Posted on Updated on

One of my favourite songs of Kuresh Kusen when I was a kid was Men Olmidim, which is quite telling of my childhood and politics lol. The song is one that gives strength and drive when everything is going wrong, and is a particularly good motivator and hype-song before protests (side-note: I should suggest this to the community). Here are the lyrics, followed by my attempt at a translation:

Men Olmidim

Ejdatlarning izidin mangmay turup,
Qisas uchun xenjerni almay turup,
Armanlirim emelge ashmay turup,
Meni oldi dimenglar hey ademler,
Men olmidim, olmeymen yaq olmeymen!

Kok bayraqni wetenge asmay turup,
Dushmenlerni tamami atmay turup,
Azap otining tangliri atmay turup,
Meni oldi dimenglar hey ademler,
Men olmidim, olmeymen yaq olmeymen!

Ghalibiyet marshini eytmay turup,
Wetinimdin bu zulum ketmey turup,
Putun dunya Uyghurni bilmey turup,
Meni oldi dimenglar hey ademler,
Men olmidim, olmeymen yaq olmeymen!

Men olmidim, olmeymen,
Kuresh olmeydu!

 

I Am Not Dead

Before I walk the footsteps of my forefathers
Before I take up my dagger in revenge
Before my hopes and dreams become reality
Do not say that I have died, oh people
I am not dead, I will never die, no, I will not die!

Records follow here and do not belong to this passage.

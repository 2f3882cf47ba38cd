use std::path::{Path, PathBuf};

/// Health derived from two optional sentinel files.
///
/// The node is healthy if the "healthy if" file exists (when configured) and the
/// "healthy unless" file does not (when configured).
#[derive(Debug, Clone, Default)]
pub struct HealthCheck {
    healthy_if: Option<PathBuf>,
    healthy_unless: Option<PathBuf>,
}

impl HealthCheck {
    pub fn new(healthy_if: Option<PathBuf>, healthy_unless: Option<PathBuf>) -> Self {
        Self {
            healthy_if,
            healthy_unless,
        }
    }

    pub fn is_healthy(&self) -> bool {
        if let Some(path) = &self.healthy_if {
            if !exists(path) {
                return false;
            }
        }
        if let Some(path) = &self.healthy_unless {
            if exists(path) {
                return false;
            }
        }
        true
    }
}

fn exists(path: &Path) -> bool {
    // anything but a clean "not found" counts as present
    !matches!(std::fs::metadata(path), Err(e) if e.kind() == std::io::ErrorKind::NotFound)
}
use std::sync::Arc;

use axum::extract::State;
use axum::http::{header, HeaderMap, HeaderValue, Method, StatusCode};
use axum::response::{IntoResponse, Response};
use bytes::Bytes;

use crate::api::response::ApiError;
use crate::codec::gzip::{self, ContentEncoding};
use crate::statistics::{Counter, StatisticsSink};
use crate::AppState;

/// PUT/POST `/_missing`: echo back the listed paths that are not stored here.
///
/// The body is a newline-separated path list, optionally gzip encoded. Lines are
/// returned byte for byte, in order, including their terminators.
pub async fn missing_objects(
    State(state): State<Arc<AppState>>,
    method: Method,
    headers: HeaderMap,
    body: Bytes,
) -> Result<Response, ApiError> {
    if method == Method::POST {
        state.statistics.increment(Counter::PostRequests);
    } else {
        state.statistics.increment(Counter::PutRequests);
    }

    let encoding = ContentEncoding::parse(
        headers
            .get(header::CONTENT_ENCODING)
            .map(|v| v.to_str().unwrap_or("invalid")),
    )
    .map_err(|e| ApiError::unsupported_encoding(&e))?;

    let list = match encoding {
        ContentEncoding::Identity => body.to_vec(),
        ContentEncoding::Gzip => gzip::decompress(&body)
            .map_err(|e| ApiError::bad_request(format!("Failed to decompress path list: {e}")))?,
    };

    let store = state.store.clone();
    let missing = tokio::task::spawn_blocking(move || store.missing_lines(&list))
        .await
        .map_err(|e| ApiError::internal(e.to_string()))?;
    state.statistics.increment(Counter::PutRequestsMissingFileChecks);

    let accepts_gzip = gzip::accepts_gzip(
        headers
            .get(header::ACCEPT_ENCODING)
            .and_then(|v| v.to_str().ok()),
    );

    let mut response = if accepts_gzip {
        let compressed = gzip::compress(&missing)
            .map_err(|e| ApiError::internal(format!("Failed to compress response: {e}")))?;
        let mut response = (StatusCode::OK, compressed).into_response();
        response
            .headers_mut()
            .insert(header::CONTENT_ENCODING, HeaderValue::from_static("gzip"));
        response
    } else {
        (StatusCode::OK, missing).into_response()
    };
    response
        .headers_mut()
        .insert(header::CONTENT_TYPE, HeaderValue::from_static("text/plain"));
    Ok(response)
}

Before flying the blue flag over our country
Before shooting down every last one of our enemies
Before shooting the bullets of grief and agony
Do not say that I have died, oh people
I am not dead, I will never die, no, I will not die!

Before singing the anthem of victory
Before this oppression leaves my country
Before the entire world knows about Uyghurs
Do not say that I have died, oh people
I am not dead, I will never die, no, I will not die!

I am not dead, I will never die
Kuresh* will never die!

 

*Kuresh is the author’s last name, but it also means struggle, especially in terms of conflict or revolution. It is interesting how Otkur also did something similar in Uchrashqanda. Perhaps it is a technique used in traditional Uyghur poetry? I have no idea but it’s cool.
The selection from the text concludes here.